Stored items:
▬▬▬▬▬▬▬▬▬▬

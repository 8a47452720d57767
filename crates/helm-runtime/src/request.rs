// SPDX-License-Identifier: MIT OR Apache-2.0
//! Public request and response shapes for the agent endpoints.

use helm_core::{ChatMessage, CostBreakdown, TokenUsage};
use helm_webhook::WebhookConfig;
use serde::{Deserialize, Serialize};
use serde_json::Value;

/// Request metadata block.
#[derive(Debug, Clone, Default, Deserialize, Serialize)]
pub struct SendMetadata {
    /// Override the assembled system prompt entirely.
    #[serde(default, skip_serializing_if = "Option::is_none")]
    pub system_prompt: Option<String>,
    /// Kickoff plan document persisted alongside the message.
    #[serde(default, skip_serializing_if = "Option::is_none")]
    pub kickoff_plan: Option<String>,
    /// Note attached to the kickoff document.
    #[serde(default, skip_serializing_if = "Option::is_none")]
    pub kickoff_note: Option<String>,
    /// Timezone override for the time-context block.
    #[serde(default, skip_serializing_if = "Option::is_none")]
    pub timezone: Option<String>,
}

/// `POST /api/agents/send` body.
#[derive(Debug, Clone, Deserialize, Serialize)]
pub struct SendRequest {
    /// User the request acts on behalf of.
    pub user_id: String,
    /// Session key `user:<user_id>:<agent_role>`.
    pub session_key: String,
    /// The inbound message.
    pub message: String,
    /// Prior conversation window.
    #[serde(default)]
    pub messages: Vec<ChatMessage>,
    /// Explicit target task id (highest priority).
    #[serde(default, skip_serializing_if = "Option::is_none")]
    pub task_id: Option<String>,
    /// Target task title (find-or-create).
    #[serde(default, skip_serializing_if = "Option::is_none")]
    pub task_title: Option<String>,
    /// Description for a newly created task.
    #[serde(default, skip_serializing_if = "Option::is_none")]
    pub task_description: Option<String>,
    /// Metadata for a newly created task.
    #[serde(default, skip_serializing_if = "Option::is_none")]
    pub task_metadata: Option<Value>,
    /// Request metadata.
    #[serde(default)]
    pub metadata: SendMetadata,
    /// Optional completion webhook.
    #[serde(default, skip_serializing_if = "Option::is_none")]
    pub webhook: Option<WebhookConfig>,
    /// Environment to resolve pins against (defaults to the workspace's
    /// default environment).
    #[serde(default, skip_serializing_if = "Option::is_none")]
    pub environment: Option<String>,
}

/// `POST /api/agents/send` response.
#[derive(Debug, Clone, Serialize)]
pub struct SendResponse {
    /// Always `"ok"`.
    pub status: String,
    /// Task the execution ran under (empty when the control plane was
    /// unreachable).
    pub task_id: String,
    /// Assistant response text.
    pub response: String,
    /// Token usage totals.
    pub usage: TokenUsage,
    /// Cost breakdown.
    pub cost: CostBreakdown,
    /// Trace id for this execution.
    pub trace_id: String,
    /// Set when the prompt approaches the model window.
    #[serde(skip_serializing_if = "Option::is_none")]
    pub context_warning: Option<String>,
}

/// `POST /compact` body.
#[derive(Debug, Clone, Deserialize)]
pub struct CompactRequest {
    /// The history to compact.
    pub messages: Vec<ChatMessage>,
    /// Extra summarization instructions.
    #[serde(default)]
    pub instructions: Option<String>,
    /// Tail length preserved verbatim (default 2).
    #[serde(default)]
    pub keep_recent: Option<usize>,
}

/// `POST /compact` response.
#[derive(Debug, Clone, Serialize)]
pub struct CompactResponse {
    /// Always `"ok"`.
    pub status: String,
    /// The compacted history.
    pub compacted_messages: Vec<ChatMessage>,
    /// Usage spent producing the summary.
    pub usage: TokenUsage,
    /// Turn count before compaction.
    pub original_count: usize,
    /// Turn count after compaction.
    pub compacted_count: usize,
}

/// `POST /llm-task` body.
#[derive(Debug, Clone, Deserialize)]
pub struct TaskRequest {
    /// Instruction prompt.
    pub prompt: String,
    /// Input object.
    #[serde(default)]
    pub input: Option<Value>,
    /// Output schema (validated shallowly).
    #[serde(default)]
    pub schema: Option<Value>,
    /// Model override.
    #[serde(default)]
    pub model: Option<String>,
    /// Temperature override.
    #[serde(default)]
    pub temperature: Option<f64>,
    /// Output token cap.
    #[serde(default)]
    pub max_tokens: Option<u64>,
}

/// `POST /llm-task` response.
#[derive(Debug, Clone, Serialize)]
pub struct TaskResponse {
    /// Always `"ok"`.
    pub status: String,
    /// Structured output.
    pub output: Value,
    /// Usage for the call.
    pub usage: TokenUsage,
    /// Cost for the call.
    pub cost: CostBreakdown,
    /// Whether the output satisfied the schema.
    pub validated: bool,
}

▬▬▬▬▬▬▬▬▬▬

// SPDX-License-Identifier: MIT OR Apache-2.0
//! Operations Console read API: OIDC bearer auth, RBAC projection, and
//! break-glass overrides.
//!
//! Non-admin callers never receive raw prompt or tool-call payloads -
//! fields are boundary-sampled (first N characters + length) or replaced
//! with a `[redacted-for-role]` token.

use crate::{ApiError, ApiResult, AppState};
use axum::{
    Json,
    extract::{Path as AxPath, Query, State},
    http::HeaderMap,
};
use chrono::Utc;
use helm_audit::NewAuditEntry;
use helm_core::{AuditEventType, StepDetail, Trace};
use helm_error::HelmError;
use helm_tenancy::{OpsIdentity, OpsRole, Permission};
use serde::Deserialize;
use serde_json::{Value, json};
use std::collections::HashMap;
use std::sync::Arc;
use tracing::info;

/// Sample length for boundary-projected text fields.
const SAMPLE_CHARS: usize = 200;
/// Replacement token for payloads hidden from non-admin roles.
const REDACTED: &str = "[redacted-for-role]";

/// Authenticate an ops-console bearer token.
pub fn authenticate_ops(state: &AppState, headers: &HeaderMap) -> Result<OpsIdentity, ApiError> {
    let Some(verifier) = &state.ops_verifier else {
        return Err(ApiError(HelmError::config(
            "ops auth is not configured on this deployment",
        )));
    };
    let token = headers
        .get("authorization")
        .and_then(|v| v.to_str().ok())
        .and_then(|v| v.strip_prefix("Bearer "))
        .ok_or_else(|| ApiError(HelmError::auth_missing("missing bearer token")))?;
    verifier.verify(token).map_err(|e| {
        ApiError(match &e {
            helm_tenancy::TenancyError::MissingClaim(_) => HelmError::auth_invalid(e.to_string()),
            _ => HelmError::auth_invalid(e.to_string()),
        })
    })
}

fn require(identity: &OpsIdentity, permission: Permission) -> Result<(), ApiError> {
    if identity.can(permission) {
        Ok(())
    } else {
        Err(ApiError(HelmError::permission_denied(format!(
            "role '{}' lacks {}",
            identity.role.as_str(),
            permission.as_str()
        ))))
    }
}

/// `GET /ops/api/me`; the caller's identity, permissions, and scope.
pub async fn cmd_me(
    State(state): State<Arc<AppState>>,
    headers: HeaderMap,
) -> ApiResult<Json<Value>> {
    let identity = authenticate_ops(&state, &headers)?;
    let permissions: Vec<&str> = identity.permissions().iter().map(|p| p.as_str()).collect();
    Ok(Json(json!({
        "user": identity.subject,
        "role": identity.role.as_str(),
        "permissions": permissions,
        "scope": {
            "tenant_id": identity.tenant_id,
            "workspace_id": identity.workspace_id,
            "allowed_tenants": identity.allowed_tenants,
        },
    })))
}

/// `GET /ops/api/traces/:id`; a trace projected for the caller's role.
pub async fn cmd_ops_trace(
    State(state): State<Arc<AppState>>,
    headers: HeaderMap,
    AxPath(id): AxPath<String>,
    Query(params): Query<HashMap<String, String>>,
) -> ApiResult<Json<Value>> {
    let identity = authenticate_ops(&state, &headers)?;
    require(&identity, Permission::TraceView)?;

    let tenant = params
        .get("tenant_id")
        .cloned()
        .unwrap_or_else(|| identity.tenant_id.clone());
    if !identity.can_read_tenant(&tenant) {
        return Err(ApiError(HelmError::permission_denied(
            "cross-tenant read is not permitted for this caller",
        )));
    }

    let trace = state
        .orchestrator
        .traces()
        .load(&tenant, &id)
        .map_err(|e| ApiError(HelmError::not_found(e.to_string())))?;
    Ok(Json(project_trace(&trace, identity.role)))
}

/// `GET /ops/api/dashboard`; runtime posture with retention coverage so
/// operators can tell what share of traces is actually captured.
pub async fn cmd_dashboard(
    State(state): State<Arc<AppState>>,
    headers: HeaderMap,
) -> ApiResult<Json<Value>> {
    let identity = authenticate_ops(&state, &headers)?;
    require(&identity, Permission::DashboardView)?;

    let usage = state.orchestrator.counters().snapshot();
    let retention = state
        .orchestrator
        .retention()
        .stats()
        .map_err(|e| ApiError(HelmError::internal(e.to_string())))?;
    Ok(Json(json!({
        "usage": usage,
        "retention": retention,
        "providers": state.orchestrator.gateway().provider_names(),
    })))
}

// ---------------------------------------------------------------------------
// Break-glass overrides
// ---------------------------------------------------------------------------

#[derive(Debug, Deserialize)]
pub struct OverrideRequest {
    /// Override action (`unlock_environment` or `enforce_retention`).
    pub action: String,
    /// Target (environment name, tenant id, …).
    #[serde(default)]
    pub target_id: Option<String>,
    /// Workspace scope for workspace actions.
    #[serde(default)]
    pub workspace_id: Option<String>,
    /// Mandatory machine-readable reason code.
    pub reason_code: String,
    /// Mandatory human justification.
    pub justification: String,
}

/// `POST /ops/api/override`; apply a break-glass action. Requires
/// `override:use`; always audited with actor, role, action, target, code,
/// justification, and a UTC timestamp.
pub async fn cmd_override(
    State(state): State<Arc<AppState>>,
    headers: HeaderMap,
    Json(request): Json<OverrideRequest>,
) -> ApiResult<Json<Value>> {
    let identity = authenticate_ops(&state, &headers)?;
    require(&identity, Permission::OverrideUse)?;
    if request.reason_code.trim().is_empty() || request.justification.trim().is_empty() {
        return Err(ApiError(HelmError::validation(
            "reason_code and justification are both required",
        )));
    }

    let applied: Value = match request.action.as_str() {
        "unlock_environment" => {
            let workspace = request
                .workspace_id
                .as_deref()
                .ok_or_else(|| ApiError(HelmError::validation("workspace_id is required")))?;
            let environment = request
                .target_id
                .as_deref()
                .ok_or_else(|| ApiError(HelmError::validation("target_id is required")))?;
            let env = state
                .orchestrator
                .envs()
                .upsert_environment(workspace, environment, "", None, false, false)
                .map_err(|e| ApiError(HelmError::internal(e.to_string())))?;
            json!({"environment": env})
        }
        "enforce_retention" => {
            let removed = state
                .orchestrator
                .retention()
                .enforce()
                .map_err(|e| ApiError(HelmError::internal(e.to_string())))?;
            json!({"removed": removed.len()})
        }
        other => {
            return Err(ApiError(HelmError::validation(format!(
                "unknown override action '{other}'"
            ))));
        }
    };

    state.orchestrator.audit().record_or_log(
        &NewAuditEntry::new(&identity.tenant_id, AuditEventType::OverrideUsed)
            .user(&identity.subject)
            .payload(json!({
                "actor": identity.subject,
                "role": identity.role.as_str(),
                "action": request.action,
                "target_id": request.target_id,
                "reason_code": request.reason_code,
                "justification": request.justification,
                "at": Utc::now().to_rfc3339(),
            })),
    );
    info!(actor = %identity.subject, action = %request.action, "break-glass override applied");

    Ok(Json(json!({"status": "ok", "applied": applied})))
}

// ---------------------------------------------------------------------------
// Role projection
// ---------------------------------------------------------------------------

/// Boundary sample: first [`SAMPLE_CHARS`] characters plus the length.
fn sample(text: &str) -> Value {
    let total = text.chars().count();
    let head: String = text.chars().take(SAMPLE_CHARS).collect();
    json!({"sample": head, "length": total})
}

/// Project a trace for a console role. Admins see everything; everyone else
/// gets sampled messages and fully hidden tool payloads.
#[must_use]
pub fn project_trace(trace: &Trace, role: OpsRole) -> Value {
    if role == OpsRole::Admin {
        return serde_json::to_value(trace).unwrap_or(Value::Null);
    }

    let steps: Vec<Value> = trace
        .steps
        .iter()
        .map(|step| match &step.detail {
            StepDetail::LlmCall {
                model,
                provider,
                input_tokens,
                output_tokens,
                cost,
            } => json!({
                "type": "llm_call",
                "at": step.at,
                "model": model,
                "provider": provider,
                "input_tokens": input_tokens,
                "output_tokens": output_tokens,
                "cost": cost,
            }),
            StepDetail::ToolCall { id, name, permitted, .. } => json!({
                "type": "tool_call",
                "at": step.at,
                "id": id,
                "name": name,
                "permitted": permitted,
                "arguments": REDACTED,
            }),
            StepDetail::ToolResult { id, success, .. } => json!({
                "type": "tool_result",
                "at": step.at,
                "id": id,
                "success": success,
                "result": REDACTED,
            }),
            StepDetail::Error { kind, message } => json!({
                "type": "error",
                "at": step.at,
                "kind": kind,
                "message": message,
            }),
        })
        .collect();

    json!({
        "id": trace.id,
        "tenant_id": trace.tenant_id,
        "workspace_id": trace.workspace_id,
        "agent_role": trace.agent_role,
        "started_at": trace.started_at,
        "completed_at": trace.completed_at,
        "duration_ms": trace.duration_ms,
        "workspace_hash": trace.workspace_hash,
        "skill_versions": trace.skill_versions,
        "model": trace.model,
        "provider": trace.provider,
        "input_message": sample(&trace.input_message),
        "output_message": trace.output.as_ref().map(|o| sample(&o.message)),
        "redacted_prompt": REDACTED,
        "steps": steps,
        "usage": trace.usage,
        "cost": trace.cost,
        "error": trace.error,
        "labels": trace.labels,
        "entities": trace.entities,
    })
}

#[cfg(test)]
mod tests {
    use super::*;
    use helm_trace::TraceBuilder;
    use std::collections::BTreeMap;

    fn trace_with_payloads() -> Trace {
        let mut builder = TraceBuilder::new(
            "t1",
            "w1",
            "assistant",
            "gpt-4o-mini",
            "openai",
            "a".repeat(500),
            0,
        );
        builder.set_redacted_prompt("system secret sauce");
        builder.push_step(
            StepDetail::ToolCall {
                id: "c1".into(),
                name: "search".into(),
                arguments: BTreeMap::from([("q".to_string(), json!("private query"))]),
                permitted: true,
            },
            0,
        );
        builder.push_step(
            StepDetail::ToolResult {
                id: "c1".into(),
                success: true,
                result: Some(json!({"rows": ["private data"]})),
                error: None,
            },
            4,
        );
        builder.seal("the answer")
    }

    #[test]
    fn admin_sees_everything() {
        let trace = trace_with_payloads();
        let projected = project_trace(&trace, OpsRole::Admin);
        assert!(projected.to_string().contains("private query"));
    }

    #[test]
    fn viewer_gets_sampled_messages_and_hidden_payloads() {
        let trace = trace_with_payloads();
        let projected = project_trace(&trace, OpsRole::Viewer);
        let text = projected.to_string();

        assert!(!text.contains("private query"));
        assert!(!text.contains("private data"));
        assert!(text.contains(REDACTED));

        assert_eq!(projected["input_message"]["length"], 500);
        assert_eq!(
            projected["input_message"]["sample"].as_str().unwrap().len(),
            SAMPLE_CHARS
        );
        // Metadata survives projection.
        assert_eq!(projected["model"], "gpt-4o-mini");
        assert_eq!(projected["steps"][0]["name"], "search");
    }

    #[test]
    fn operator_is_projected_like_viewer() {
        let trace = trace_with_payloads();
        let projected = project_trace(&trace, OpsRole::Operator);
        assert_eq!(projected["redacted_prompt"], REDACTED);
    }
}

▬▬▬▬▬▬▬▬▬▬

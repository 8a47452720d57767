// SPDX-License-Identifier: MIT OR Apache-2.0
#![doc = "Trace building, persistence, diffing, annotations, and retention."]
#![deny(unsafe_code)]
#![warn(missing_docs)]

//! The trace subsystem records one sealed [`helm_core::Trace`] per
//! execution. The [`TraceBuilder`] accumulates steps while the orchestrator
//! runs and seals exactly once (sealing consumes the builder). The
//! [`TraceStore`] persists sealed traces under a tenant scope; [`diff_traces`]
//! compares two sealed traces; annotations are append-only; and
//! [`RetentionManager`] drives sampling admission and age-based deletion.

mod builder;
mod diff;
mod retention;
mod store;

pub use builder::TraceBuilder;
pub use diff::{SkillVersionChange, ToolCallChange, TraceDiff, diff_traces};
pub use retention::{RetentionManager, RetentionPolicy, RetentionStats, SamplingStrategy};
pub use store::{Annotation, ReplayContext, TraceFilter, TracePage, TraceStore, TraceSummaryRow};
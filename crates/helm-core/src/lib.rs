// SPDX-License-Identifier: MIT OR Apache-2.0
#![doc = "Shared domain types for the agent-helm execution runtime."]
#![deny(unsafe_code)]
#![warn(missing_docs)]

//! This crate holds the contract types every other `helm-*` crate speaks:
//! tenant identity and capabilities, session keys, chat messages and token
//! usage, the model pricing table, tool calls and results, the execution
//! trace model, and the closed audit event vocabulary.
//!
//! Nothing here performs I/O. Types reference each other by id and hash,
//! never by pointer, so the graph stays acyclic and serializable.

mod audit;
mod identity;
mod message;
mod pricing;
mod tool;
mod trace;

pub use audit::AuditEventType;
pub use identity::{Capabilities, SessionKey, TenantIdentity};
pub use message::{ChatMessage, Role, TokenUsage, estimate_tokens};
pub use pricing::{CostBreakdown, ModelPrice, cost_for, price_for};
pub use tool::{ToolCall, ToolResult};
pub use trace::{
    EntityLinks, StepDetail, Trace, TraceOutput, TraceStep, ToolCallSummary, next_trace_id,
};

▬▬▬▬▬▬▬▬▬▬

Find the lines in the records that contain the word "characters", then copy every one of them.

Your response:
//! fields are boundary-sampled (first N characters + length) or replaced
/// Boundary sample: first [`SAMPLE_CHARS`] characters plus the length.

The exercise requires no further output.